# [WORK TO COMPLETE]
Repeat the full listing exactly.

─── MATERIAL TO PROCESS

mod builder;
mod repository;
mod service;

pub use builder::*;
pub use repository::*;
pub use service::*;

use chrono::{DateTime, Utc};
use serde::{Deserialize, Serialize};

use crate::token::Identity;

/// Where an account stands in its lifecycle.
#[derive(Clone, Copy, Debug, PartialEq, Eq)]
pub enum AccountState {
    /// Registered, email not proven yet.
    Unverified,
    /// Email proven; may log in.
    Verified,
}

/// User as saved on database.
#[derive(Clone, Debug, PartialEq, Serialize, Deserialize, sqlx::FromRow)]
pub struct User {
    pub id: String,
    pub first_name: String,
    pub last_name: String,
    pub username: String,
    pub email: String,
    #[serde(skip)]
    pub password: String,
    pub verified_at: Option<DateTime<Utc>>,
    pub created_at: DateTime<Utc>,
    pub updated_at: DateTime<Utc>,
}

impl User {
    pub fn full_name(&self) -> String {
        format!("{} {}", self.first_name, self.last_name)
    }

    pub fn state(&self) -> AccountState {
        match self.verified_at {
            Some(_) => AccountState::Verified,
            None => AccountState::Unverified,
        }
    }

    /// Move the account to [`AccountState::Verified`].
    ///
    /// Returns `false` and leaves the user untouched when already verified.
    pub fn mark_verified(&mut self, now: DateTime<Utc>) -> bool {
        if self.verified_at.is_some() {
            return false;
        }

        self.verified_at = Some(now);
        self.updated_at = now;
        true
    }
}

impl Identity for User {
    fn id(&self) -> &str {
        &self.id
    }

    fn email(&self) -> &str {
        &self.email
    }
}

──────

# [TASK ANSWER]
mod builder;
mod repository;
mod service;

pub use builder::*;
pub use repository::*;
pub use service::*;

use chrono::{DateTime, Utc};
use serde::{Deserialize, Serialize};

use crate::token::Identity;

/// Where an account stands in its lifecycle.
#[derive(Clone, Copy, Debug, PartialEq, Eq)]
pub enum AccountState {
    /// Registered, email not proven yet.
    Unverified,
    /// Email proven; may log in.
    Verified,
}

/// User as saved on database.
#[derive(Clone, Debug, PartialEq, Serialize, Deserialize, sqlx::FromRow)]
pub struct User {
    pub id: String,
    pub first_name: String,
    pub last_name: String,
    pub username: String,
    pub email: String,
    #[serde(skip)]
    pub password: String,
    pub verified_at: Option<DateTime<Utc>>,
    pub created_at: DateTime<Utc>,
    pub updated_at: DateTime<Utc>,
}

impl User {
    pub fn full_name(&self) -> String {
        format!("{} {}", self.first_name, self.last_name)
    }

    pub fn state(&self) -> AccountState {
        match self.verified_at {
            Some(_) => AccountState::Verified,
            None => AccountState::Unverified,
        }
    }

    /// Move the account to [`AccountState::Verified`].
    ///
    /// Returns `false` and leaves the user untouched when already verified.
    pub fn mark_verified(&mut self, now: DateTime<Utc>) -> bool {
        if self.verified_at.is_some() {
            return false;
        }

        self.verified_at = Some(now);
        self.updated_at = now;
        true
    }
}

impl Identity for User {
    fn id(&self) -> &str {
        &self.id
    }

    fn email(&self) -> &str {
        &self.email
    }
}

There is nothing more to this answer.